If you can’t understand a damn word you’ve just read, either, welcome to 7 Stages and its latest avant-garde curiosity, “In the Solitude of Cotton Fields” (by French dramatist Bernard-Marie Koltes). Perhaps the theater’s press release would help: It describes the play as being about “two aspects of one entity … a journey of deals, both profane and sacred, of desires that must be discovered and satisfied.” OK, perhaps not. Whatever the case, according to the program notes, it’s set on a deserted city street and involves an interracial encounter that occurs “within the space of a second”—and then proceeds over 90 intermission-less minutes.
 
The stark production is based on an original translation by Atlanta actor and writer Isma’il Ibn Conner, who appears opposite 7 Stages artistic director Del Hamilton, under the direction of Frenchman Eric Vigner. (During the next 10 years, the company will develop and produce new adaptations of several Koltes plays, in collaboration with theater artists from across Europe.) Koltes might call them the sellers and we in the audience the buyers. To use his own terminology, “The seller’s duty is saying what the buyer wants to hear.” But too much of “Solitude” sounds like he’s dealing in an excess of “hidden merchandise.”
 
Meanwhile, in 7 Stages’ studio space, Synchronicity Performance Group artistic director Rachel May’s “Expecting Isabel” (by Lisa Loomer) chronicles the highs and lows of a Manhattan couple who are running out of time in their plans for parenthood. The play covers familiar territory—infertility, surrogacy, adoption—pleasantly, if not profoundly. (Even its most inventive sequence, a choreographed stroller routine, recalls that dance of the lawnmowers in the movie “She’s Having a Baby.”)
 
The first act is told from the viewpoint of the wife, a writer of greeting cards. The second is narrated by the husband, a sculptor. Oddly, despite the feminine sensibility of a show written and directed by women, it’s his side of the story that seems stronger and more textured, based on the respectively dull and passionate work of costars Stacy Melich and Daniel Triandiflou.

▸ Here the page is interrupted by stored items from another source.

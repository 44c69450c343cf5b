//! # Sprite List Maker Library
//!
//! Arranges a list of images into a grid ("sprite list") with a chosen row
//! count and square cell size, and exports the result as PNG.
//!
//! ## Architecture
//!
//! The library is organized into several key modules:
//! - `compositor`: Decodes, stretches and places images on a transparent canvas
//! - `config`: Grid, control and export configuration with clamping rules
//! - `session`: Interactive state (image list, slider/text controls, preview)
//! - `export`: PNG encoding, file naming and output directory handling
//! - `error`: Error type and classification
//!
//! Grid arithmetic and cell resampling live in the `sprite-scale` crate.
//!
//! ## Layout
//!
//! With `n` images and `rows` rows the sheet has `ceil(n / rows)` columns.
//! Images fill rows left-to-right, top-to-bottom; the last row may be partial.
//!
//! ## Example
//!
//! ```rust,no_run
//! use sprite_list_maker::{ImageRef, composite};
//!
//! # fn example() -> Result<(), Box<dyn std::error::Error>> {
//! let images: Vec<ImageRef> = ["idle.png", "run_0.png", "run_1.png"]
//!     .into_iter()
//!     .map(ImageRef::from)
//!     .collect();
//!
//! if let Some(sheet) = composite(&images, 1, 64)? {
//!     assert_eq!((sheet.width(), sheet.height()), (192, 64));
//! }
//! # Ok(())
//! # }
//! ```

pub mod compositor;
pub mod config;
pub mod error;
pub mod export;
pub mod session;

/// Re-export error types for convenience
pub use error::{ErrorSeverity, HasSeverity, SpriteError, SpriteResult};

pub use compositor::{Compositor, DecodePolicy, FsImageSource, ImageRef, ImageSource, SpriteSheet};
pub use config::{ExportConfig, GridConfig};
pub use session::SpriteSession;

/// Re-export commonly used types from the scaling crate
pub use sprite_scale::grid::{Cell, GridLayout};
pub use sprite_scale::presets::Resample;

/// Composite files from disk into a sprite sheet.
///
/// Convenience wrapper over [`Compositor::composite`] with the filesystem
/// source, Lanczos3 resampling and abort-on-failure. `row_count` and
/// `cell_size` are clamped to at least 1.
///
/// # Returns
///
/// `Ok(None)` when `images` is empty, otherwise the composited sheet.
///
/// # Errors
///
/// [`SpriteError::Decode`] for the first image that cannot be read, or
/// [`SpriteError::CanvasTooLarge`] when the sheet cannot be allocated.
pub fn composite(images: &[ImageRef], row_count: u32, cell_size: u32) -> SpriteResult<Option<SpriteSheet>> {
    let config = GridConfig::new(row_count, cell_size);
    Ok(Compositor::new()
        .composite(&FsImageSource, images, config)?
        .map(|composite| composite.sheet))
}
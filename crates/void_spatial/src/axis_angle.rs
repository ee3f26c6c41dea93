//! Axis-angle rotation representation

use core::fmt;

use crate::config::FormatConfig;
use crate::quaternion::Quat;
use crate::scalar;
use crate::vector::Vec3;

/// Rotation of `angle` radians about the axis `(x, y, z)`
///
/// The axis is expected to be unit length for [`transform`](Self::transform);
/// call [`normalize`](Self::normalize) when it may not be.
#[derive(Clone, Copy, Debug, PartialEq)]
#[cfg_attr(feature = "serde", derive(serde::Serialize, serde::Deserialize))]
pub struct AxisAngle {
    pub angle: f32,
    pub x: f32,
    pub y: f32,
    pub z: f32,
}

impl AxisAngle {
    /// No rotation about +Z
    pub const IDENTITY: Self = Self::new(0.0, Vec3::Z);

    #[inline]
    pub const fn new(angle: f32, axis: Vec3) -> Self {
        Self { angle, x: axis.x, y: axis.y, z: axis.z }
    }

    #[inline]
    pub fn axis(&self) -> Vec3 {
        Vec3::new(self.x, self.y, self.z)
    }

    /// Unit-length axis, angle unchanged
    pub fn normalize(self) -> Self {
        Self::new(self.angle, self.axis().normalize())
    }

    /// Rotate `v` about the axis (Rodrigues' rotation formula)
    pub fn transform(&self, v: Vec3) -> Vec3 {
        let (sin, cos) = scalar::sin_cos(self.angle);
        let axis = self.axis();
        let dot = axis.dot(v);
        v * cos + axis.cross(v) * sin + axis * ((1.0 - cos) * dot)
    }

    pub fn to_quat(self) -> Quat {
        Quat::from(self)
    }

    pub fn to_string_with(&self, format: &FormatConfig) -> String {
        format!(
            "({} {} {} <| {})",
            format.format_value(self.x as f64),
            format.format_value(self.y as f64),
            format.format_value(self.z as f64),
            format.format_value(self.angle as f64),
        )
    }
}

impl Default for AxisAngle {
    fn default() -> Self {
        Self::IDENTITY
    }
}

impl From<Quat> for AxisAngle {
    fn from(q: Quat) -> Self {
        q.to_axis_angle()
    }
}

impl fmt::Display for AxisAngle {
    fn fmt(&self, f: &mut fmt::Formatter<'_>) -> fmt::Result {
        match f.precision() {
            Some(p) => write!(f, "({:.*} {:.*} {:.*} <| {:.*})", p, self.x, p, self.y, p, self.z, p, self.angle),
            None => write!(f, "({} {} {} <| {})", self.x, self.y, self.z, self.angle),
        }
    }
}
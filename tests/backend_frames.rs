use base64::{Engine as _, engine::general_purpose};
use std::io::Cursor;

use remote_raster_viewer::backend::{BackendError, crop_form, decode_frame_parts, load_form};
use remote_raster_viewer::geometry::PixelWindow;

fn encoded_png(width: u32, height: u32) -> Vec<u8> {
    let image = image::RgbaImage::from_pixel(width, height, image::Rgba([40, 80, 120, 255]));
    let mut bytes = Vec::new();
    image
        .write_to(&mut Cursor::new(&mut bytes), image::ImageFormat::Png)
        .expect("failed to encode test png");
    bytes
}

#[test]
fn frame_decodes_to_rgba_with_extent() {
    let png = encoded_png(4, 3);
    let raster_b64 = general_purpose::STANDARD.encode(&png);

    let frame =
        decode_frame_parts(&raster_b64, "[[0.0, 0.0], [30.0, 40.0]]", 2).expect("decode failed");

    assert_eq!(frame.width, 4);
    assert_eq!(frame.height, 3);
    assert_eq!(frame.pixels.len(), 4 * 3 * 4);
    assert_eq!(&frame.pixels[..4], &[40, 80, 120, 255]);
    assert_eq!(frame.extent, PixelWindow::new(0.0, 0.0, 40.0, 30.0));
    assert_eq!(frame.decimation, 2);
    assert_eq!(frame.encoded_len, png.len());
}

#[test]
fn garbage_base64_is_reported_as_such() {
    let result = decode_frame_parts("!!not base64!!", "[[0, 0], [1, 1]]", 1);
    assert!(matches!(result, Err(BackendError::RasterBase64(_))));
}

#[test]
fn undecodable_raster_is_reported_as_such() {
    let raster_b64 = general_purpose::STANDARD.encode(b"this is no image");
    let result = decode_frame_parts(&raster_b64, "[[0, 0], [1, 1]]", 1);
    assert!(matches!(result, Err(BackendError::RasterImage(_))));
}

#[test]
fn malformed_extent_is_reported_as_such() {
    let raster_b64 = general_purpose::STANDARD.encode(encoded_png(2, 2));
    let result = decode_frame_parts(&raster_b64, "no corners here", 1);
    assert!(matches!(result, Err(BackendError::BadExtent(_))));
}

#[test]
fn load_form_carries_path_and_viewport() {
    let form = load_form("/data/scene.ntf", 800, 600);
    assert_eq!(
        form,
        vec![
            ("image_path", "/data/scene.ntf".to_string()),
            ("tnx", "800".to_string()),
            ("tny", "600".to_string()),
        ]
    );
}

#[test]
fn crop_form_carries_viewport_and_window() {
    let window = PixelWindow::new(0.0, 0.0, 100.5, 50.0);
    let form = crop_form(window, 800, 600);
    assert_eq!(
        form,
        vec![
            ("tnx", "800".to_string()),
            ("tny", "600".to_string()),
            ("minx", "0".to_string()),
            ("miny", "0".to_string()),
            ("maxx", "100.5".to_string()),
            ("maxy", "50".to_string()),
        ]
    );
}
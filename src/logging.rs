//! Tracing setup shared by both binaries.

use tracing_subscriber::EnvFilter;

/// Install the global subscriber. `RUST_LOG` overrides `default_level` when
/// set. Safe to call more than once; later calls are no-ops.
pub fn init(default_level: &str) {
    let filter =
        EnvFilter::try_from_default_env().unwrap_or_else(|_| EnvFilter::new(default_level));
    let _ = tracing_subscriber::fmt()
        .with_env_filter(filter)
        .try_init();
}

Both of them portray the cutesiness of the material well—dig the sudden shifts in Katie McCreary’s lighting every time they deliver a private facial expression or one-line aside to the crowd—but the most honest and touching moments belong to him. (At least for me; women could relate to the characters differently.)

As various stereotypical relatives, divorced marriage counselors, cynical support-group members and baby mamas, Suehyla El-Attar, Tiffany Morgan and Maria Sager shine among the supporting cast.
 
Where the 7 Stages show is akin to gorging on who knows what French delicacy, Synchronicity’s is like being spoon-fed whatever that mush is in a Gerber’s jar. Pass the meat and potatoes. SP



Comments



Posted by Christian Baggett on Tuesday, May 06, 2008 at 4:21 PM:

Bert! It looks like SP gave you some more space. Those reviews intrigued me enough to want to go out and see those shows..neither cheerleading nor "vitriolic." Nice work...really.



Posted by Bert Osborne on Tuesday, May 06, 2008 at 6:10 PM:

Thanks, Christian. That’s the ULTIMATE compliment for a critic – to know he can write about a couple of plays he had some problems with, but to do so in a way that leaves it up to readers to decide whether the shows sound like something they’d want to check out for themselves. (Evidently, sometimes I’m more successful at that than others!)

My weekly space is still what it is – “650 words tops!” – but it does make a difference writing about two productions this week compared to five last week. If I’ve learned anything from these recent exchanges, it’s that it’s incumbent only upon me not to bite off any more than I can comfortably chew in any given column . . .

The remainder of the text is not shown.